Joshua 1:18, What was Joshua’s response to Israel’s self-delusional and self justificational statement of verse 17? Do you think Joshua was fooled for one minute by what they said? Why do you suppose his answer reflected such a hard-line approach?

Joshua 2

Joshua 2:4–5, So she said. Rahab lied to save the lives of the two spies, even as the Hebrew midwives lied to the Egyptians to Pharaoh to save the lives of the Hebrew children (Exod 1:19) and YHVH blessed them for it (Exod 1:20–21). What this teaches us is that though lying is a sin, it is a greater sin to take the life of a person. In rare instances and for the greater good, a lesser sin may need to be committed in order to prevent a great sin from occurring. The same is true of working on the Sabbath as in the need to rescue an ox out of a ditch to prevent the death of an innocent animal. Emergencies happen, sometimes even on the Sabbath necessitating that work be done.

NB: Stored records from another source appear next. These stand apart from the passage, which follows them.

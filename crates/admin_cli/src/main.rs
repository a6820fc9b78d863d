use std::{
    collections::BTreeSet,
    error::Error,
    io::Write,
    path::{Path, PathBuf},
};

use clap::{Args, Parser, Subcommand};
use crossterm::{
    event::{self, Event, KeyCode, KeyEvent, KeyModifiers},
    execute,
    style::Print,
    terminal,
};
use engine::{BillingEvent, Money, format_timestamp, insert_billing_events, read_billing_csv};
use migration::MigratorTrait;
use sea_orm::{Database, DatabaseConnection};

#[derive(Parser, Debug)]
#[command(name = "commitments_admin")]
#[command(about = "Admin utilities for the commitments billing store")]
struct Cli {
    /// Database connection string (also read from `DATABASE_URL`).
    #[arg(
        long,
        env = "DATABASE_URL",
        default_value = "sqlite:./billing.db?mode=rwc"
    )]
    database_url: String,

    #[command(subcommand)]
    command: Command,
}

#[derive(Subcommand, Debug)]
enum Command {
    /// Create the billing schema.
    InitDb(InitDbArgs),
    /// Load billing events from a CSV export.
    LoadBilling(LoadBillingArgs),
}

#[derive(Args, Debug)]
struct InitDbArgs {
    /// Print the schema SQL without connecting.
    #[arg(long)]
    dry_run: bool,
}

#[derive(Args, Debug)]
struct LoadBillingArgs {
    #[arg(long, default_value = "aws_billing_data.csv")]
    csv_path: PathBuf,
    /// Delete every existing billing event first.
    #[arg(long)]
    truncate: bool,
    /// Skip the confirmation asked before truncating.
    #[arg(long, short = 'y')]
    yes: bool,
    /// Parse and report without writing.
    #[arg(long)]
    dry_run: bool,
    /// Load at most this many rows.
    #[arg(long)]
    limit: Option<usize>,
}

struct RawModeGuard;

impl RawModeGuard {
    fn enter() -> Result<Self, Box<dyn Error + Send + Sync>> {
        terminal::enable_raw_mode()?;
        Ok(Self)
    }
}

impl Drop for RawModeGuard {
    fn drop(&mut self) {
        let _ = terminal::disable_raw_mode();
    }
}

/// Asks a yes/no question on stderr. Anything but `y` is a no.
fn confirm(prompt: &str) -> Result<bool, Box<dyn Error + Send + Sync>> {
    let _raw = RawModeGuard::enter()?;

    let mut out = std::io::stderr();
    execute!(out, Print(prompt), Print(" [y/N] "))?;
    out.flush()?;

    loop {
        let Event::Key(KeyEvent {
            code, modifiers, ..
        }) = event::read()?
        else {
            continue;
        };

        let answer = match code {
            KeyCode::Char('c') if modifiers.contains(KeyModifiers::CONTROL) => {
                execute!(out, Print("\r\n"))?;
                return Err("interrupted".into());
            }
            KeyCode::Char('y') | KeyCode::Char('Y') => true,
            _ => false,
        };
        execute!(out, Print(if answer { "y" } else { "n" }), Print("\r\n"))?;
        out.flush()?;
        return Ok(answer);
    }
}

async fn connect_db(
    database_url: &str,
) -> Result<DatabaseConnection, Box<dyn Error + Send + Sync>> {
    let db = Database::connect(database_url).await?;
    migration::Migrator::up(&db, None).await?;
    Ok(db)
}

fn load_csv(
    path: &Path,
    limit: Option<usize>,
) -> Result<Vec<BillingEvent>, Box<dyn Error + Send + Sync>> {
    let file = std::fs::File::open(path)
        .map_err(|err| format!("cannot open {}: {err}", path.display()))?;
    Ok(read_billing_csv(std::io::BufReader::new(file), limit)?)
}

fn print_report(events: &[BillingEvent]) {
    let companies: BTreeSet<&str> = events.iter().map(|e| e.company.as_str()).collect();
    let total: Money = events.iter().map(|e| e.gross_cost).sum();

    println!("rows: {}", events.len());
    println!("companies: {}", companies.len());
    println!("total gross cost: {total}");
    if let (Some(first), Some(last)) = (
        events.iter().map(|e| e.event_time).min(),
        events.iter().map(|e| e.event_time).max(),
    ) {
        println!(
            "period: {} .. {}",
            format_timestamp(first),
            format_timestamp(last)
        );
    }
}

#[tokio::main]
async fn main() -> Result<(), Box<dyn Error + Send + Sync>> {
    let cli = Cli::parse();

    match cli.command {
        Command::InitDb(args) => {
            if args.dry_run {
                for statement in migration::schema_sql() {
                    println!("{statement};");
                }
                return Ok(());
            }

            connect_db(&cli.database_url).await?;
            println!("billing schema is up to date");
        }
        Command::LoadBilling(args) => {
            let events = load_csv(&args.csv_path, args.limit)?;
            print_report(&events);

            if args.dry_run {
                println!("dry run, nothing written");
                return Ok(());
            }

            if args.truncate
                && !args.yes
                && !confirm("Delete every existing billing event before loading?")?
            {
                return Err("aborted, existing billing events were kept".into());
            }

            let db = connect_db(&cli.database_url).await?;
            let inserted = insert_billing_events(&db, &events, args.truncate).await?;
            println!("loaded {inserted} billing event(s)");
        }
    }

    Ok(())
}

Joshua 2:21, Scarlet cord. Scarlet thread is like the lambs’ blood on the Israelite’s doorposts offering protection to all within the house from Elohim’s judgments of wrath upon the wicked Egyptians. Rahab’s house is was an “ark” of safety to those who believed in the Elohim of Israel. The scarlet thread is like the Elohim’s seal or mark on the head of the redeemed saints in the last days who are saved out of the great tribulation and are made clean by the blood of the Lamb (Rev 7:14). Perhaps the two spies prophetically represent the two houses of Israel in the end times, or the two witnesses who witness YHVH’s truth to an unbelieving generation just prior to Yeshua’s return and leading his saints into the Promised Land, just as Joshua was about to do. Rahab came out of the world in response to the testimony of the two spies, and was able to escape the judgments of Elohim on her city because of the scarlet cord. Similarly, the sealed saints will escape YHVH’s end times wrath because of the blood of Yeshua.

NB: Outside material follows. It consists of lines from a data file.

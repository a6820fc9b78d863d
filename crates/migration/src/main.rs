use sea_orm::Database;
use sea_orm_migration::prelude::*;

#[tokio::main]
async fn main() -> Result<(), Box<dyn std::error::Error + Send + Sync>> {
    let mut args = std::env::args().skip(1);
    let cmd = args.next().unwrap_or_else(|| "up".to_string());

    if cmd == "sql" {
        for statement in migration::schema_sql() {
            println!("{statement};");
        }
        return Ok(());
    }

    let db_url = std::env::var("DATABASE_URL")
        .unwrap_or_else(|_| "sqlite:./billing.db?mode=rwc".to_string());

    let db = Database::connect(&db_url).await?;

    match cmd.as_str() {
        "up" => migration::Migrator::up(&db, None).await?,
        "down" => migration::Migrator::down(&db, None).await?,
        "fresh" => migration::Migrator::fresh(&db).await?,
        "status" => {
            migration::Migrator::status(&db).await?;
        }
        _ => {
            eprintln!("Usage: cargo run -p migration -- [up|down|fresh|status|sql]");
            std::process::exit(2);
        }
    }

    Ok(())
}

Joshua 2:1–24, YHVH Rewards the Faith of a Non-Israelite Gentile

The obvious connection between this week’s Parashah and Haftorah portions is the sending forth of spies to scope out the land of Canaan. The first mission ended in a calamitous disaster for Israel based on the faithlessness of the ten spies, while the second mission resulted in Israel successfully conquering Jericho, the fortified gateway city to the Promised Land.

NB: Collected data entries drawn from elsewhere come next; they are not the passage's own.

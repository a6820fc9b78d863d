use serde::{Deserialize, Serialize};

pub mod health {
    use super::*;

    #[derive(Debug, Serialize, Deserialize)]
    pub struct HealthResponse {
        pub status: String,
        pub service: String,
        /// Whether a billing database url was configured at startup.
        pub database_url_configured: bool,
        pub database_reachable: bool,
    }
}

pub mod company {
    use super::*;

    #[derive(Debug, Serialize, Deserialize)]
    pub struct CompanyListResponse {
        /// Sorted, without duplicates.
        pub companies: Vec<String>,
    }
}

pub mod commitment {
    use super::*;

    /// Position of a check-in period relative to the reference instant.
    #[derive(Clone, Copy, Debug, PartialEq, Eq, Serialize, Deserialize)]
    #[serde(rename_all = "snake_case")]
    pub enum CheckinStatus {
        Past,
        Current,
        Future,
    }

    /// Money fields are decimal amounts rounded to two places.
    #[derive(Debug, Serialize, Deserialize)]
    pub struct CommitmentSummaryView {
        pub id: i64,
        pub name: String,
        pub service: String,
        pub met: bool,
        pub checkin_count: usize,
        pub total_committed: f64,
        pub total_actual: f64,
        pub total_shortfall: f64,
    }

    #[derive(Debug, Serialize, Deserialize)]
    pub struct CompanyCommitmentsResponse {
        pub company: String,
        pub commitments: Vec<CommitmentSummaryView>,
    }

    #[derive(Debug, Serialize, Deserialize)]
    pub struct CheckinView {
        /// `YYYY-MM-DD HH:MM:SS`, UTC.
        pub start: String,
        /// `YYYY-MM-DD HH:MM:SS`, UTC. Exclusive.
        pub end: String,
        pub status: CheckinStatus,
        pub committed_amount: f64,
        pub actual_amount: f64,
        pub shortfall: f64,
        pub surplus: f64,
        pub met: bool,
    }

    #[derive(Debug, Serialize, Deserialize)]
    pub struct CommitmentDetail {
        pub id: i64,
        pub name: String,
        pub company: String,
        pub service: String,
        pub met: bool,
        pub total_committed: f64,
        pub total_actual: f64,
        pub total_shortfall: f64,
        pub checkins: Vec<CheckinView>,
    }

    #[derive(Debug, Serialize, Deserialize)]
    pub struct CommitmentDetailResponse {
        pub company: String,
        pub commitment: CommitmentDetail,
    }
}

Joshua 2:1, Rahab. Rahab, the non-Israelite innkeeper and inhabitant of Jericho, was a woman of faith who became a sincere convert to the Israelites’ religion, and ended up becoming an ancestor of David and Yeshua. Throughout Scripture, there are examples of righteous non-Israelites confessing their faith in the Elohim of Israel, choosing to leave behind their pagan cultures and being grafted into the nation of Israel. Who are some other examples of this in Scripture? (See Gen 41:45; Exod 12:38,48–49; Lev 18:26; Num 15:16; Deut 10:19; 31:12; Ruth 1:16.) Rahab was a stranger or alien seeking to be grafted into Israel. What does Scripture say about this class of people?

Stranger (Foreigner or Alien; Heb. nekar). Rahab was a stranger or foreigner to Israel. She is a prophetic picture of Gentiles who come to faith in the Elohim of Israel and are grafted into that nation. 


Scripturally the Hebrew word nekar is used in reference to anything or anyone that is foreign to the religion or people of Israel (Exod 12:43; Deut 31:16; 32:16; Judg 10:16; Neh 9:2; Isa 60:10; Ezek 44:7). 

Nekar can also refer to people who forsake their foreign or alien ways and join themselves to the people and to Elohim, the God of Israel, and who take hold of the covenants of Israel (Isa 56:3–6; cp. Eph 2:11–14). In Exodus 12:43 and 48, the KJV uses the word stranger, though in each verse they are two different Hebrew words. In the former, the word nekar is used in reference to those who are not allowed to partake in Passover. In the latter verse, the Hebrew word for stranger is ger meaning “a temporary inhabitant, or a newcomer.” 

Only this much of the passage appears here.